Exercise directions >>
Where does the string "bool" appear? Copy every line of the entries below that holds it.

START Records for the task

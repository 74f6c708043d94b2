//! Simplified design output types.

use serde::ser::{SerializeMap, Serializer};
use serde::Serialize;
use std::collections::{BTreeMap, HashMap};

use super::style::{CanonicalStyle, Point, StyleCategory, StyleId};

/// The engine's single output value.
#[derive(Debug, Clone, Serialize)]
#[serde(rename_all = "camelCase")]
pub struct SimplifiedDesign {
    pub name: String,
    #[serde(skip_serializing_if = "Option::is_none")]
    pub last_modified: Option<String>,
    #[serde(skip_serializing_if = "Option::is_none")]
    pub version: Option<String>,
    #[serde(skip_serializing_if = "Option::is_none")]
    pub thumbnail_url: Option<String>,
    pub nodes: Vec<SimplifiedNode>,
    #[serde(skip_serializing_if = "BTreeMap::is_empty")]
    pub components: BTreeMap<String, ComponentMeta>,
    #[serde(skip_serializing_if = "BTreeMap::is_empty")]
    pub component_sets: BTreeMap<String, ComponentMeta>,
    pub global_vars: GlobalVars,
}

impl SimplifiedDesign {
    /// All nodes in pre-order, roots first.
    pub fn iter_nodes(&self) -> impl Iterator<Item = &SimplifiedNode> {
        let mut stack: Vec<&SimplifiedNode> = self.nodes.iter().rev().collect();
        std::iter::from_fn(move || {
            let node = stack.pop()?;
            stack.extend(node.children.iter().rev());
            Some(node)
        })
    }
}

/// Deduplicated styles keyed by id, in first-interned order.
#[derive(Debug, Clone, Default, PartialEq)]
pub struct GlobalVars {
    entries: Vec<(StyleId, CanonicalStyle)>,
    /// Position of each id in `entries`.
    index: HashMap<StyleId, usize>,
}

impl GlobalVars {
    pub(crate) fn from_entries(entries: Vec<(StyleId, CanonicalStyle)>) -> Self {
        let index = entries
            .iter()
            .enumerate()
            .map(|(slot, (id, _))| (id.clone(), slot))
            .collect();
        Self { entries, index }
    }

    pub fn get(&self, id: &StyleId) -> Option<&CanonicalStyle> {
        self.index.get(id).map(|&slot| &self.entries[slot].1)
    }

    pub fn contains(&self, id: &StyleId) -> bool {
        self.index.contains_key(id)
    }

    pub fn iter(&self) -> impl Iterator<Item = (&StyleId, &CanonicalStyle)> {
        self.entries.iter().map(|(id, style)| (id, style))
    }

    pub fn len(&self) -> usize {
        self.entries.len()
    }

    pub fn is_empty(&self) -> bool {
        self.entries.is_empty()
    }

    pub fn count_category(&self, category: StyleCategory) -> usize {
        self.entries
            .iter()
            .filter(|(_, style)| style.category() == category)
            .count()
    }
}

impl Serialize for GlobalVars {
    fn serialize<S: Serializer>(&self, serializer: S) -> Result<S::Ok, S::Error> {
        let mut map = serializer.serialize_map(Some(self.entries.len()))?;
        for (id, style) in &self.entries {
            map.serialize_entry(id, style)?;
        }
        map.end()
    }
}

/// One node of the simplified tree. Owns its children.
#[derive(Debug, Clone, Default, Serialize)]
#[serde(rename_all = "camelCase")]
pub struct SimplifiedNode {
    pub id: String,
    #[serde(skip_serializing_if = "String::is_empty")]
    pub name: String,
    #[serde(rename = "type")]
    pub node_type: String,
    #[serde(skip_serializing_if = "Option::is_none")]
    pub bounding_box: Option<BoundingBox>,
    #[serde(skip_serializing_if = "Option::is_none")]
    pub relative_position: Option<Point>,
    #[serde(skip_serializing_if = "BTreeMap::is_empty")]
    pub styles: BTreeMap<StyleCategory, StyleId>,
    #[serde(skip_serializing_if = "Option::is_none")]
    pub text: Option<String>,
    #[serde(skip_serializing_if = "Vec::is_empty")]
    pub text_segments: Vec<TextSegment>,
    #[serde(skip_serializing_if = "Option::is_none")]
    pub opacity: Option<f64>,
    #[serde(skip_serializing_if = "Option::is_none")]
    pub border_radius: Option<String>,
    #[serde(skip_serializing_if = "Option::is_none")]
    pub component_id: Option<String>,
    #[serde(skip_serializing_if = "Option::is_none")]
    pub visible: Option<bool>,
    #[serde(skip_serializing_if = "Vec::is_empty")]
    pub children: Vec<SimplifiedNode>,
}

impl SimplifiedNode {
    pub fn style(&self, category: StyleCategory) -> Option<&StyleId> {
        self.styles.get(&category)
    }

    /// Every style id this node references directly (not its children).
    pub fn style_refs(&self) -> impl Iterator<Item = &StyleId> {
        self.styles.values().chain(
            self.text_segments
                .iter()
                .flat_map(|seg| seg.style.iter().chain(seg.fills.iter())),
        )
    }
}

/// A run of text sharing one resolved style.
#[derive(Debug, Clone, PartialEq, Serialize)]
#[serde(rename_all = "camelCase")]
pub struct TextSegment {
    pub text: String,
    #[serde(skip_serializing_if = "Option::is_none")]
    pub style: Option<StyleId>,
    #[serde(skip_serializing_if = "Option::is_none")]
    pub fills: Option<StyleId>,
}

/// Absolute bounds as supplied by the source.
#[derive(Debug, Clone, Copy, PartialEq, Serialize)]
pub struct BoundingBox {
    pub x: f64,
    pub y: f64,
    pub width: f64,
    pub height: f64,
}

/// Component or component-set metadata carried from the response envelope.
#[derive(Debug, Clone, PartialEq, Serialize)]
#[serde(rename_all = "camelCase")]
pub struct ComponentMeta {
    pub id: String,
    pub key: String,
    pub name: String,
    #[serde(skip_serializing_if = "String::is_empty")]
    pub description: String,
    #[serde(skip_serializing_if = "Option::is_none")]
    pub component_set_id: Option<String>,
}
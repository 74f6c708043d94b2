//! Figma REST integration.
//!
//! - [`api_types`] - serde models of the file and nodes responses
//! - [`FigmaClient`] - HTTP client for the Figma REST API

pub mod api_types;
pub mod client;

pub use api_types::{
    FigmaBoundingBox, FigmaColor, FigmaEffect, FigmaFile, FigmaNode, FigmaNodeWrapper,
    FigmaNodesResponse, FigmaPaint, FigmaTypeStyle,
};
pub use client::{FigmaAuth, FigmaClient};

END Records for the task

Solved problem >>
    pub fn contains(&self, id: &StyleId) -> bool {
    pub fn is_empty(&self) -> bool {
    pub visible: Option<bool>,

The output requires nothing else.